Saved entries:
--
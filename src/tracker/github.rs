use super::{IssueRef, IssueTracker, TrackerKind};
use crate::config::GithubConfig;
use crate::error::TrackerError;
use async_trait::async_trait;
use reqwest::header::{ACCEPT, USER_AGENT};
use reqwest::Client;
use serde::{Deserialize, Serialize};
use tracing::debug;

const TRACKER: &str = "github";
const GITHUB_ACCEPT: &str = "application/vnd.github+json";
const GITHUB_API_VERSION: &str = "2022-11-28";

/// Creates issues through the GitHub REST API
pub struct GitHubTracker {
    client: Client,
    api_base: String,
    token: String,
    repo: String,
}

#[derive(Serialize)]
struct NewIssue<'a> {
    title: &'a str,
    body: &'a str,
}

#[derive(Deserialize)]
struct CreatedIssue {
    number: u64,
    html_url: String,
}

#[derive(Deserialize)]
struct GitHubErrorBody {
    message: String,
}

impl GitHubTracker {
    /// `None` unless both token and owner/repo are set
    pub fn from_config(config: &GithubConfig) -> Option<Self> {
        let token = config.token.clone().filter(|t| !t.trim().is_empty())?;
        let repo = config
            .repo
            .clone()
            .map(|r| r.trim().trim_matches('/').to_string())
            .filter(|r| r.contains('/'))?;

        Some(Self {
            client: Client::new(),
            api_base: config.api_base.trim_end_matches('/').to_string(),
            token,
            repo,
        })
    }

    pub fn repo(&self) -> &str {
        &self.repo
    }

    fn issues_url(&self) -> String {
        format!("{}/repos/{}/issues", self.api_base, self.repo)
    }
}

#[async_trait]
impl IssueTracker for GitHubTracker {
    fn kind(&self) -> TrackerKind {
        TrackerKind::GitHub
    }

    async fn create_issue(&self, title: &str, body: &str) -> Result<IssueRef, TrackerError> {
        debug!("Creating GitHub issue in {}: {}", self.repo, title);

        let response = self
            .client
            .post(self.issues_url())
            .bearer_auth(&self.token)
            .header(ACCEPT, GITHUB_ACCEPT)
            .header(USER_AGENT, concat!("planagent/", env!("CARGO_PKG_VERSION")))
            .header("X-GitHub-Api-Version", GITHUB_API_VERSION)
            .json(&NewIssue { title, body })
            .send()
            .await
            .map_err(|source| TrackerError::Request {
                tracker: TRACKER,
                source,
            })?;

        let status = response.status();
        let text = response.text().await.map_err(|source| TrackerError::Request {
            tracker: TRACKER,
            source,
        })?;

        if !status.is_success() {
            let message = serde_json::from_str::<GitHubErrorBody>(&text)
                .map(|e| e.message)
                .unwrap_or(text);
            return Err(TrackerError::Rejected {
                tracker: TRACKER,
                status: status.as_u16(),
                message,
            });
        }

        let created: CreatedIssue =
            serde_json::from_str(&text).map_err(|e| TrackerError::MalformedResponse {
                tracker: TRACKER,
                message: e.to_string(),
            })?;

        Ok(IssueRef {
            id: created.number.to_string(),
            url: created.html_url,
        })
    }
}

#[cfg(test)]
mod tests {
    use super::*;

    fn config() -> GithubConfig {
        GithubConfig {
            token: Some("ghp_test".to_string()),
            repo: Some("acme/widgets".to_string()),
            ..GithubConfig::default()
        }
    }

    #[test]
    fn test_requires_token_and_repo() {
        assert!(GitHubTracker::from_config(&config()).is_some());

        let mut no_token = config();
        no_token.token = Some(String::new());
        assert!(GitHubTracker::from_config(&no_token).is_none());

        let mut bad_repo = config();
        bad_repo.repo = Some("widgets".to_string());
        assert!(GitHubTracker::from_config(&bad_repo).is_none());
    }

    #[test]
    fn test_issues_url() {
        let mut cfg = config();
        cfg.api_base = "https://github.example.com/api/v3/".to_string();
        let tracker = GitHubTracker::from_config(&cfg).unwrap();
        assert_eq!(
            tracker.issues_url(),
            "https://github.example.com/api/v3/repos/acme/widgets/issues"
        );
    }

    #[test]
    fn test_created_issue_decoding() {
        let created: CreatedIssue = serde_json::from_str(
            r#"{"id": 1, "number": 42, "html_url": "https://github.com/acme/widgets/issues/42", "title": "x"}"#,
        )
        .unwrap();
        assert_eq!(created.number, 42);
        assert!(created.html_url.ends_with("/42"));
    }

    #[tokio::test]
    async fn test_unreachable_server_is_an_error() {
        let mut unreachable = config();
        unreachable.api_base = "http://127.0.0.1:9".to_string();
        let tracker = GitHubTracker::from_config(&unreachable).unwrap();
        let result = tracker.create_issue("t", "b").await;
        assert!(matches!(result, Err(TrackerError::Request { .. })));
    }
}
--
**PROBLEM STATEMENT**
Report each line of the data in which "status" occurs.

**TASK RESPONSE**
        let status = response.status();
        if !status.is_success() {
                status: status.as_u16(),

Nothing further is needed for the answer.